- Opening Delimiter -
//! Evolve genomes whose fitness is the mean of their genes, on islands.
//!
//! Run with `RUST_LOG=debug` to follow every generation.

use log::{error, info};
use rand::SeedableRng;
use rand_pcg::Pcg64;
use symbios_islands::{
    CancellationToken, EvolutionConfig, Genome, algorithms::islands::Islands, find_codependency,
    genes::ConstrainedNormal, mutate,
};

const GENES: usize = 8;
const INDIVIDUALS: usize = 200;
const ISLANDS: usize = 4;
const ROUNDS: usize = 50;

#[derive(Clone, Debug)]
struct MeanDNA(Vec<ConstrainedNormal>);

impl Genome for MeanDNA {
    type Gene = ConstrainedNormal;

    fn simulate(&mut self, _token: &CancellationToken) -> f64 {
        self.0.iter().map(|g| g.value()).sum::<f64>() / self.0.len() as f64
    }

    fn gene_count(&self) -> usize {
        self.0.len()
    }

    fn gene(&self, i: usize) -> &ConstrainedNormal {
        &self.0[i]
    }

    fn gene_mut(&mut self, i: usize) -> &mut ConstrainedNormal {
        &mut self.0[i]
    }
}

fn new_individual() -> MeanDNA {
    let gene = ConstrainedNormal::new(0.5, 0.25, 0.0, 1.0).expect("valid gene constraints");
    MeanDNA(vec![gene; GENES])
}

fn main() {
    env_logger::init();

    let config = EvolutionConfig {
        mutation_rate: 0.05,
        polygamy: 1,
        generations_per_round: 20,
        concurrency: ISLANDS,
        seed: 42,
    };

    if let Err(e) = find_codependency(config.seed, new_individual) {
        error!("individual factory is unsuitable: {e}");
        return;
    }

    let mut rng = Pcg64::seed_from_u64(config.seed);
    let mut individuals: Vec<MeanDNA> = Vec::with_capacity(INDIVIDUALS);
    for _ in 0..INDIVIDUALS {
        let mut dna = new_individual();
        if let Err(e) = mutate(&mut dna, &mut rng, 1.0) {
            error!("seeding failed: {e}");
            return;
        }
        individuals.push(dna);
    }

    let mut islands = match Islands::new(ISLANDS, individuals, config.seed, new_individual) {
        Ok(islands) => islands,
        Err(e) => {
            error!("cannot build islands: {e}");
            return;
        }
    };

    let token = CancellationToken::new();
    for round in 0..ROUNDS {
        if let Err(e) = islands.round(&config, &token) {
            if e.is_fatal() {
                error!("round {round}: {e}");
                return;
            }
            error!("round {round}: {e}, continuing");
        }

        let Ok(fitness) = islands.champion_fitness() else {
            continue;
        };
        if round % 10 == 0 {
            info!("Round {round}: champion fitness {fitness:.6}");
        }
        if fitness > 0.999 {
            info!("Target reached at round {round}!");
            break;
        }
    }

    if let Ok(champion) = islands.champion() {
        let values: Vec<f64> = champion.0.iter().map(|g| g.value()).collect();
        println!("champion genes: {values:.4?}");
    }
}
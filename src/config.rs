//! Run parameters for [`Population`](crate::algorithms::population::Population)
//! and [`Islands`](crate::algorithms::islands::Islands).

use serde::{Deserialize, Serialize};

use crate::{Error, Result};

fn default_generations_per_round() -> usize {
    10
}

fn default_concurrency() -> usize {
    1
}

/// Tunable parameters of an evolution run.
#[derive(Debug, Clone, PartialEq, Serialize, Deserialize)]
pub struct EvolutionConfig {
    /// Probability of each gene of a child being mutated, in `(0, 1]`.
    pub mutation_rate: f64,
    /// Extra parents per child beyond the first. Zero means cloning.
    pub polygamy: usize,
    /// Generations each island runs between migrations.
    #[serde(default = "default_generations_per_round")]
    pub generations_per_round: usize,
    /// Islands allowed mid-generation at once.
    #[serde(default = "default_concurrency")]
    pub concurrency: usize,
    /// Master seed for every random stream of the run.
    #[serde(default)]
    pub seed: u64,
}

impl Default for EvolutionConfig {
    fn default() -> Self {
        Self {
            mutation_rate: 0.05,
            polygamy: 1,
            generations_per_round: default_generations_per_round(),
            concurrency: default_concurrency(),
            seed: 0,
        }
    }
}

impl EvolutionConfig {
    /// Check the breeding parameters against a population of `individuals`.
    pub fn validate_selection(&self, individuals: usize) -> Result<()> {
        validate_selection(self.mutation_rate, self.polygamy, individuals)
    }

    /// Check every parameter for an island run over `islands` islands
    /// whose smallest island holds `smallest_island` individuals.
    pub fn validate_islands(&self, islands: usize, smallest_island: usize) -> Result<()> {
        validate_round(self.generations_per_round, self.concurrency, islands)?;
        self.validate_selection(smallest_island)
    }
}

pub(crate) fn validate_selection(
    mutation_rate: f64,
    polygamy: usize,
    individuals: usize,
) -> Result<()> {
    if !(mutation_rate > 0.0 && mutation_rate <= 1.0) {
        return Err(Error::BadMutationRate(mutation_rate));
    }
    if polygamy > individuals {
        return Err(Error::BadPolygamy {
            polygamy,
            individuals,
        });
    }
    Ok(())
}

pub(crate) fn validate_round(generations: usize, concurrency: usize, islands: usize) -> Result<()> {
    if generations == 0 {
        return Err(Error::BadGenerations);
    }
    if concurrency == 0 || concurrency > islands {
        return Err(Error::BadConcurrency {
            concurrency,
            islands,
        });
    }
    Ok(())
}
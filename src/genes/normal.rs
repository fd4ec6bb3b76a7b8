use crate::{Error, Gene, Result};
use rand::Rng;
use rand_distr::{Distribution, StandardNormal};
use serde::{Deserialize, Serialize};

/// A real number whose mutations are drawn from a normal distribution
/// centred on the current value.
#[derive(Clone, Debug, PartialEq, Serialize, Deserialize)]
pub struct NormalDistribution {
    value: f64,
    std_dev: f64,
}

impl NormalDistribution {
    pub fn new(value: f64, std_dev: f64) -> Result<Self> {
        if !(std_dev > 0.0) {
            return Err(Error::BadStdDev(std_dev));
        }
        Ok(Self { value, std_dev })
    }

    pub fn value(&self) -> f64 {
        self.value
    }

    pub fn set_value(&mut self, value: f64) {
        self.value = value;
    }

    /// Standard deviation of mutations.
    pub fn std_dev(&self) -> f64 {
        self.std_dev
    }

    fn noise<R: Rng>(&self, rng: &mut R) -> f64 {
        let z: f64 = StandardNormal.sample(rng);
        z * self.std_dev
    }
}

impl Gene for NormalDistribution {
    fn mutate<R: Rng>(&mut self, rng: &mut R) {
        self.value += self.noise(rng);
    }

    /// Normally distributed around the parents' midpoint.
    fn splice<R: Rng>(&mut self, rng: &mut R, other: &Self) {
        self.value = (self.value + other.value) / 2.0 + self.noise(rng);
    }

    fn clone_from_gene(&mut self, other: &Self) {
        self.value = other.value;
    }
}

/// A [`NormalDistribution`] gene clamped to `[min, max]` after every change.
#[derive(Clone, Debug, PartialEq, Serialize, Deserialize)]
pub struct ConstrainedNormal {
    normal: NormalDistribution,
    min: f64,
    max: f64,
}

impl ConstrainedNormal {
    pub fn new(value: f64, std_dev: f64, min: f64, max: f64) -> Result<Self> {
        if !(min <= max) {
            return Err(Error::BadConstraints);
        }
        let mut gene = Self {
            normal: NormalDistribution::new(value, std_dev)?,
            min,
            max,
        };
        gene.clamp();
        Ok(gene)
    }

    pub fn value(&self) -> f64 {
        self.normal.value
    }

    pub fn set_value(&mut self, value: f64) {
        self.normal.value = value;
        self.clamp();
    }

    pub fn std_dev(&self) -> f64 {
        self.normal.std_dev
    }

    fn clamp(&mut self) {
        self.normal.value = self.normal.value.max(self.min).min(self.max);
    }
}

impl Gene for ConstrainedNormal {
    fn mutate<R: Rng>(&mut self, rng: &mut R) {
        self.normal.mutate(rng);
        self.clamp();
    }

    fn splice<R: Rng>(&mut self, rng: &mut R, other: &Self) {
        self.normal.splice(rng, &other.normal);
        self.clamp();
    }

    fn clone_from_gene(&mut self, other: &Self) {
        self.normal.value = other.normal.value;
    }
}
- Closing Delimiter -
* **ACTIVITY**
Read the records above. Show each line that has the string "values".

* **OUTPUT FOR THIS EXERCISE**
        let values: Vec<f64> = champion.0.iter().map(|g| g.value()).collect();
        println!("champion genes: {values:.4?}");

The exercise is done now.